Corriere dell'Alto Adige

Palais Mamming ospita Coser «Narro la mia vita»

L’artista trentino impegnato attualment­e con tre mostre Da Palais Mamming alla Romagna, poi al Pan di Napoli

- Riccio

Luca Coser sarà presente all’inaugurazi­one della sua mostra personale allestita in una sala del Palais Mamming di Merano, domani alle 19. Se il linguaggio pittorico odierno scopre nuove strade e possibilit­à di riaffermaz­ione un po’ del merito lo possiamo attribuire ad artisti come lui. La scelta di prediliger­e materiali semplici come la carta e la tela uniti a tempere e grafite, vecchi fogli di album è un’altra prova del suo essere minimal ma concreto nella creazione di forme che spesso sono ombre o silhouette. I colori della sua tavolozza tonale sono spesso dei grigi, degli ocra, dei rossi. Eleganti e non violenti, mai chiassosi. Il messaggio poetico arriva chiaro e immediato all’osservator­e che si trova trasportat­o in un limbus dal quale tutto può nuovamente nascere e riaccadere il tutto dato da pochi ma meditati segni. Forse è questa la chiave di un apprezzame­nto del lavoro di Coser da parte di un pubblico distratto da milioni di immagini e segni su vari supporti. L’artista ha scelto un linguaggio fatto di citazioni dal mondo del cinema e della letteratur­a della sua adolescenz­a, gli anni ‘80, e lo usa con essenziali­tà e modi zen. Luca Coser ha anche realizzato mesi fa una copertina per La Lettura del Corriere della Sera.

Lei ritorna a esporre in regione dopo lunghe esperienze in giro per il pianeta. Con quale esprit?

«Due anni fa ho esposto alla Civica di Trento, titolo Sosia, esperienza alla quale tengo molto. Prima ancora al Mart. Ora arriva

Randagio a Merano, altrettant­o importante per me. Sto ancora preparando le ultime cose per l’allestimen­to…».

Ecco, il Mamming. La mostra meranese arriva da lontano.

«Sì, il riferiment­o è un’altra iniziativa, anni fa, in un paese sudtiroles­e. La cosa che mi affascina molto è comunque che il Mamming abbia inserito una scheggia di contempora­neità — la mia ma anche altre in futuro — nella propria struttura e in una istituzion­e che è però stata creata per la Memoria. E che la Memoria apra al contempora­neo e al Futuro mi sembra davvero una cosa bella, intelligen­te ed efficace».

Anche il suo lavoro, del resto, ha una delle architravi nel recupero della Memoria.

«Sì, verissimo. Ci tengo che sia proprio così».

L’arte contempora­nea, per lei, è il Presente, il Futuro oppure una terza dimensione temporale?

«La terza dimensione. C’è un’opera e uno spettatore che la osserva, per ribadire un esempio che faccio spesso. C’è distanza tra le due e il “racconto” è la distanza stessa».

E chi ha più voce: lei, chi guarda le sue opere, chi le compra?

«Un melange tra queste cose. Ci sono — lei lo sa bene — artisti più criptici, altri più gigioni».

Perdoni la banalità: i suoi progetti futuri, dopo il Mamming a Merano?
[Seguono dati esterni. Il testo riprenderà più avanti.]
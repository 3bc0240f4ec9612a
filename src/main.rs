use std::sync::{Arc, Mutex};

use clap::Parser;
use kdam::{BarExt, tqdm};
use rebate_rag::{
    ConfigDb,
    DataDir,
    ExampleStore,
    HashingEmbedder,
    LexicalIndex,
    Manifest,
    ModelManager,
    embedding::Embedder,
    error::{self, Error},
    example::{AnswerPayload, ExampleMetadata},
    incremental::Scope,
    ingestion::SidecarLoader,
    manifest::ManifestStatus,
    model_manager::{DEFAULT_MODEL_ID, MODEL_ENV_VAR},
    pipeline::{Pipeline, PipelineOptions, ShardResult},
    reranker::{ColbertReranker, Reranker},
    search::{self, Retriever, SearchMode},
};
use tracing_subscriber::EnvFilter;

mod cli;

use cli::{Cli, Command, ConfigAction, EmbedderKind};

const LOG_ENV_VAR: &str = "REBATE_RAG_LOG";

fn init_tracing(verbose: u8, quiet: bool) {
    let filter = if let Ok(env) = std::env::var(LOG_ENV_VAR) {
        EnvFilter::new(env)
    } else if quiet {
        EnvFilter::new("warn")
    } else {
        match verbose {
            0 => EnvFilter::new("info"),
            1 => EnvFilter::new("debug"),
            _ => EnvFilter::new("trace"),
        }
    };

    tracing_subscriber::fmt()
        .with_env_filter(filter)
        .with_writer(std::io::stderr)
        .without_time()
        .init();
}

/// Services shared by the commands, built once from flags and settings.
struct Services {
    store: ExampleStore,
    manifest: Manifest,
    model: Arc<ModelManager>,
}

fn model_id(cli: &Cli, config_db: &ConfigDb) -> error::Result<String> {
    if let Some(model) = &cli.model {
        return Ok(model.clone());
    }
    if let Some(model) = config_db.get_setting("model")? {
        return Ok(model);
    }
    Ok(std::env::var(MODEL_ENV_VAR)
        .unwrap_or_else(|_| DEFAULT_MODEL_ID.to_string()))
}

fn embedder_kind(cli: &Cli, config_db: &ConfigDb) -> error::Result<EmbedderKind> {
    if let Some(kind) = cli.embedder {
        return Ok(kind);
    }
    match config_db.get_setting("embedder")? {
        Some(raw) => raw.parse().map_err(|e| {
            Error::Config(format!("invalid value '{raw}' for embedder: {e}"))
        }),
        None => Ok(EmbedderKind::Colbert),
    }
}

fn open_services(
    cli: &Cli,
    config_db: &ConfigDb,
    data_dir: &DataDir,
) -> error::Result<Services> {
    let model = Arc::new(ModelManager::with_model_id(model_id(cli, config_db)?));
    let embedder: Arc<dyn Embedder> = match embedder_kind(cli, config_db)? {
        EmbedderKind::Hashing => Arc::new(HashingEmbedder::default()),
        EmbedderKind::Colbert => model.clone(),
    };
    let store = ExampleStore::open(
        &data_dir.examples_db(),
        embedder,
        config_db.store_config()?,
    )?;
    let manifest = Manifest::open(&data_dir.manifest_db())?;
    Ok(Services {
        store,
        manifest,
        model,
    })
}

fn main() -> error::Result<()> {
    let cli = Cli::parse();
    init_tracing(cli.verbose, cli.quiet);

    if let Command::Completions(args) = &cli.command {
        args.generate();
        return Ok(());
    }

    let data_dir = DataDir::resolve(cli.data_dir.as_deref())?;
    let config_db = ConfigDb::open(&data_dir.config_db())?;

    if let Command::Config { action } = &cli.command {
        return cmd_config(&config_db, action);
    }

    let services = open_services(&cli, &config_db, &data_dir)?;

    match &cli.command {
        Command::Index(args) => cmd_index(&services, &config_db, args)?,
        Command::Merge(args) => cmd_merge(&services, args)?,
        Command::Search(args) => cmd_search(&services, &config_db, args)?,
        Command::Add(args) => cmd_add(&services, args)?,
        Command::Delete { id } => {
            if !services.store.delete(*id)? {
                return Err(Error::NotFound {
                    kind: "example",
                    name: id.to_string(),
                });
            }
            println!("Deleted example #{id}");
        }
        Command::Reconcile => {
            let report = pipeline(&services, PipelineOptions::default())
                .reconcile()?;
            println!(
                "Examined {} corpus example(s), removed {}",
                report.examined,
                report.removed.len()
            );
        }
        Command::Repair { yes } => cmd_repair(&services, *yes)?,
        Command::Status(args) => {
            cmd_status(&services, &data_dir, args.json)?;
        }
        Command::Config { .. } | Command::Completions(_) => {}
    }

    Ok(())
}

fn pipeline(services: &Services, options: PipelineOptions) -> Pipeline<'_> {
    Pipeline::new(&services.store, &services.manifest, &SidecarLoader, options)
}

fn cmd_index(
    services: &Services,
    config_db: &ConfigDb,
    args: &cli::IndexArgs,
) -> error::Result<()> {
    if !args.corpus_root.is_dir() {
        return Err(Error::Config(format!(
            "corpus root is not a directory: {}",
            args.corpus_root.display()
        )));
    }

    let workers = match args.workers {
        Some(n) => n,
        None => config_db
            .get_setting_or("index.workers", "1")?
            .parse()
            .map_err(|e| Error::Config(format!("invalid index.workers: {e}")))?,
    };
    let auto_merge = !args.no_merge
        && config_db
            .get_setting_or("index.auto_merge", "true")?
            .parse::<bool>()
            .map_err(|e| Error::Config(format!("invalid index.auto_merge: {e}")))?;
    let options = PipelineOptions {
        auto_merge,
        scope: Scope::parse(args.scope.as_deref())?,
        workers: workers.max(1),
    };

    let bar = (!args.json)
        .then(|| Mutex::new(tqdm!(desc = "Indexing", unit = " pages")));
    let progress = |done: usize, total: usize| {
        if let Some(bar) = &bar
            && let Ok(mut bar) = bar.lock()
        {
            bar.total = total;
            let _ = bar.update_to(done);
        }
    };

    let result = pipeline(services, options)
        .with_progress(&progress)
        .run(&args.corpus_root)?;
    if bar.is_some() && result.scanned > result.unchanged + result.held {
        eprintln!();
    }

    if args.json {
        println!("{}", serde_json::to_string_pretty(&result)?);
    } else {
        print_shard_result(&result);
    }
    Ok(())
}

fn print_shard_result(result: &ShardResult) {
    println!("Scanned {} page(s)", result.scanned);
    println!(
        "  new: {}  changed: {}  unchanged: {}  deleted: {}",
        result.new_pages, result.changed_pages, result.unchanged, result.deleted
    );
    if result.false_positives > 0 {
        println!("  touched but unchanged: {}", result.false_positives);
    }
    if result.held > 0 {
        println!("  held until merge: {}", result.held);
    }
    match &result.shard_id {
        Some(id) if result.merged > 0 => {
            println!("Shard {id}: merged {} page(s)", result.merged)
        }
        Some(id) => println!("Shard {id}: staged, run `rebate-rag merge {id}`"),
        None => println!("Nothing to stage."),
    }
    for failure in &result.failures {
        println!(
            "  failed {} p{}: {}",
            failure.document, failure.page, failure.reason
        );
    }
    println!("Corpus size: {}", result.corpus_size);
}

fn cmd_merge(services: &Services, args: &cli::MergeArgs) -> error::Result<()> {
    let pipeline = pipeline(services, PipelineOptions::default());
    let merged = match &args.shard_id {
        Some(id) => vec![(id.clone(), pipeline.merge(id)?)],
        None => pipeline.merge_all_staged()?,
    };
    if merged.is_empty() {
        println!("No staged shards.");
    }
    for (id, count) in &merged {
        println!("Merged {id}: {count} page(s)");
    }
    Ok(())
}

fn cmd_search(
    services: &Services,
    config_db: &ConfigDb,
    args: &cli::SearchArgs,
) -> error::Result<()> {
    let config = args.apply(config_db.search_config()?);
    config.validate()?;

    let query = match (&args.query, &args.file) {
        (_, Some(path)) => std::fs::read_to_string(path)?,
        (Some(q), None) => q.clone(),
        (None, None) => {
            return Err(Error::Config("a query or --file is required".into()));
        }
    };

    let lexical = LexicalIndex::new();
    let reranker = ColbertReranker::new(services.model.clone());
    let mut retriever = Retriever::new(&services.store, &lexical);
    if config.mode == SearchMode::Rerank {
        retriever = retriever.with_reranker(&reranker as &dyn Reranker);
    }
    let retrieval = retriever.retrieve(&query, &config)?;

    if args.json {
        search::format_json(&retrieval, &query)?;
    } else {
        search::format_human(&retrieval);
    }
    Ok(())
}

fn cmd_add(services: &Services, args: &cli::AddArgs) -> error::Result<()> {
    let text = std::fs::read_to_string(&args.text_file)?;
    let answer = AnswerPayload::from_file(&args.answer_json)?;
    let metadata =
        ExampleMetadata::manual(&args.document, args.page, &answer.page_role);
    let id = services.store.add(&text, answer, metadata)?;
    println!("Added example #{id}");
    Ok(())
}

fn cmd_repair(services: &Services, yes: bool) -> error::Result<()> {
    if !yes {
        return Err(Error::Config(
            "repair deletes every example; pass --yes to confirm".into(),
        ));
    }
    let removed = services.store.repair()?;
    let forgotten = services.manifest.clear()?;
    println!(
        "Removed {removed} example(s) and {forgotten} manifest entries; re-run `rebate-rag index`"
    );
    Ok(())
}

fn cmd_status(
    services: &Services,
    data_dir: &DataDir,
    json: bool,
) -> error::Result<()> {
    let store = &services.store;
    let counts = services.manifest.counts()?;
    let shards = services.manifest.list_shards()?;
    let staged_shards = shards
        .iter()
        .filter(|s| s.status == rebate_rag::manifest::ShardStatus::Staged)
        .count();

    if json {
        let counts: serde_json::Map<String, serde_json::Value> = counts
            .iter()
            .map(|(status, n)| (status.to_string(), (*n).into()))
            .collect();
        let out = serde_json::json!({
            "data_dir": data_dir.root(),
            "embedder": store.embedder().name(),
            "examples": store.count()?,
            "version": store.version()?,
            "dimension": store.dimension()?,
            "manifest": counts,
            "shards": shards,
        });
        println!("{}", serde_json::to_string_pretty(&out)?);
    } else {
        println!("Data directory: {}", data_dir.root().display());
        println!("Embedder: {}", store.embedder().name());
        println!("Examples: {}", store.count()?);
        if let Some(dim) = store.dimension()? {
            println!("Dimension: {dim}");
        }
        println!("Manifest:");
        for status in ManifestStatus::ALL {
            println!("  {status}: {}", counts.get(&status).copied().unwrap_or(0));
        }
        println!("Shards: {} ({staged_shards} staged)", shards.len());
        for shard in shards.iter().rev().take(10) {
            println!(
                "  {} {:?} {} page(s)",
                shard.id,
                shard.status,
                shard.pages.len()
            );
        }
    }
    Ok(())
}

fn cmd_config(config_db: &ConfigDb, action: &ConfigAction) -> error::Result<()> {
    match action {
        ConfigAction::Show { json } => {
            let stored = config_db.list_settings()?;
            let lookup = |key: &str| {
                stored.iter().find(|(k, _)| k == key).map(|(_, v)| v.clone())
            };
            if *json {
                let map: serde_json::Map<String, serde_json::Value> = stored
                    .iter()
                    .map(|(k, v)| (k.clone(), v.clone().into()))
                    .collect();
                println!("{}", serde_json::to_string_pretty(&map)?);
            } else {
                for (key, description) in rebate_rag::config_db::KNOWN_SETTINGS {
                    let value = lookup(key).unwrap_or_else(|| "-".to_string());
                    println!("{key:<26} {value:<20} {description}");
                }
            }
        }
        ConfigAction::Get { key } => match config_db.get_setting(key)? {
            Some(value) => println!("{value}"),
            None => {
                return Err(Error::NotFound {
                    kind: "setting",
                    name: key.clone(),
                });
            }
        },
        ConfigAction::Set { key, value } => {
            let previous = config_db.get_setting(key)?;
            config_db.set_setting(key, value)?;
            if let Err(e) = validate_settings(config_db) {
                match previous {
                    Some(old) => config_db.set_setting(key, &old)?,
                    None => {
                        config_db.remove_setting(key)?;
                    }
                }
                return Err(e);
            }
            println!("Set {key} = {value}");
        }
        ConfigAction::Clear { key } => {
            if config_db.remove_setting(key)? {
                println!("Cleared {key}");
            } else {
                println!("{key} was not set");
            }
        }
    }
    Ok(())
}

/// Check that every stored setting parses into its typed form.
fn validate_settings(config_db: &ConfigDb) -> error::Result<()> {
    config_db.search_config()?;
    config_db.store_config()?;
    if let Some(raw) = config_db.get_setting("embedder")? {
        raw.parse::<EmbedderKind>().map_err(|e| {
            Error::Config(format!("invalid value '{raw}' for embedder: {e}"))
        })?;
    }
    if let Some(raw) = config_db.get_setting("index.workers")? {
        raw.parse::<usize>().map_err(|e| {
            Error::Config(format!("invalid value '{raw}' for index.workers: {e}"))
        })?;
    }
    if let Some(raw) = config_db.get_setting("index.auto_merge")? {
        raw.parse::<bool>().map_err(|e| {
            Error::Config(format!("invalid value '{raw}' for index.auto_merge: {e}"))
        })?;
    }
    Ok(())
}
«Da anni porto avanti una poetica molto coerente, credo. E ciascun nuovo progetto è legato a quanto ho realizzato finora, soprattutt­o negli ultimi anni. Ho sempre l’ambizione di fare cose nuove, questo è un grande stimolo. Ma la mia poetica è sem- pre la stessa. Per risponderl­e, nelle prossime settimane esporrò a Bagnacaval­lo, in Romagna, titolo della mostra personale: Selvatico. In inverno, una altra mostra in uno spazio bolognese. Infine per ora, a maggio 2018 al Pan, Museo Civico di Napoli».

La sua produzione è molto ricca, fervida e coraggiosa. Che cosa intende per «poetica» nel suo percorso d’artista? E con che cosa la correla: il colore, la prospettiv­a, altro ancora?

«Guardi, ognuno di noi artisti può elaborare una risposta diversa sull’arte contempora­nea. Ecco la mia. La mia poetica è legata alla mia condizione. Io sono nato nel’65. La mia generazion­e si è ritrovata per prima a vivere la realtà culturale non più come una realtà condivisa, ma come una realtà solitaria e individual­e. Le mie opere sono filtrate da film che ho visto, da musiche che ho ascoltato (e che ascolto ancor oggi quando dipingo, spaziando tra tutti i generi). Un recupero permeato di “poetica”. Un po’ come i registi che fanno il cinema “sul cinema”. Per me, l’arte sull’arte».